Two award winning San Diego artists (both Artists Guild members) have teamed up to present “SCAPES: Landscapes, Urbanscapes, Mindscapes”, an exhibit of fine art at Gallery 21 in Spanish Village, Balboa Park. Julianne Ricksecker, painter and printmaker, and Jeffrey R Brosbe, photographer, invite the public to join them for an opening reception on Sunday, August 12 from 5 - 7 PM. The Gallery will be open daily from August 7 through August 27, 11 AM - 4 PM or by appointment.
Jeffrey R. Brosbe has an eclectic eye. His images, archival fine art photographic prints offered in extremely limited editions, represent things, “…that move me emotionally, intellectually, or, best of all, in both ways.” His earliest saved negative was created in 1952. His first solo exhibition was in 1995 and his last international honor was inclusion in the 51st International Exhibition at the San Diego Art Institute – Museum of the Living
Artist. His website is www.jeffreyrbrosbe.com.
Julianne B Ricksecker, an internationally award-winning artist, has exhibited regularly in San Diego for nearly 40 years. She presents realistic landscape imagery in pastel, monotype, intaglio printmaking (etching and collagraph), and watercolor. “Inspired and delighted by the beauty of landscape, I try to express the awe and wonder I feel through a variety of media. I am fascinated with the effects of light on the colors and textures of the landscape, and with the rhythms and patterns of the shapes I see. I hope to evoke in the viewer some of the pleasure, peace and joy I feel when I experience these natural wonders.” Her most recent international honor was the Public Prize at the René Carcan International Prize for Printmaking in Brussels, Belgium. Her website is www.artbyjulianne.com.
More about Jeffrey R. Brosbe
Jeffrey R. Brosbe has won numerous awards and is represented in distinguished collections internationally. He does archival photographic prints in extremely limited editions as well as unique Polaroid manipulations.
His work has been selected for exhibition in the Melbourne Fringe Festival; international juried exhibitions; national juried exhibitions in museums, colleges, and universities; and juried exhibitions throughout San Diego County, winning special recognition and awards in almost all of them.
After decades refining his skills, he began sharing his work publicly in the early 1990’s. He founded Beyond Words Fine Art Photography in 1994. In 1997 he was chosen by the City of Carlsbad (California) Arts Commission as one of the first to do a major installation. His most recent honors include being selected by Black and White magazine for the 2017 Single Image Awards issue and given the special recognition award by the Photo Arts Group for work submitted to the International Exhibition of Photography at the Del Mar (California) in 2016.
While the essence of his work is about light and shadow, he has an eclectic eye with a distinct bend to photojournalism and street photography.

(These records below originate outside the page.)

//! Repository layer abstractions and persistence implementations.
//!
//! # Responsibility
//! - Define the read capabilities the hierarchy components depend on.
//! - Isolate SQLite query details from service orchestration.
//!
//! # Invariants
//! - Write paths enforce `DepartmentEntity::validate()` before persistence.
//! - Store failures surface as `RepoError` and are never retried here.

pub mod entity_repo;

He says: Visually, my work is built around shape, light, and shadow. The essence of my images however are moments in time which, in their contemplation, communicate my personal response to the world which is sometimes a wry, ironic smile; at others awestruck; and sometimes in a realm between these poles. The creation of an image is the same as the creation of a Haiku: It should be whole and meaningful in itself while providing greater insight when pondered further.
His online portfolio is located at www.jeffreyrbrosbe.com.
More about Julianne B Ricksecker
Ricksecker is well known for her work in various techniques of original printmaking. She works most frequently in á la poupée color etching, a relatively rare practice among artists today. Julianne’s color etching process renders sumptuous color with unusual depth and richness for metal plate printmaking.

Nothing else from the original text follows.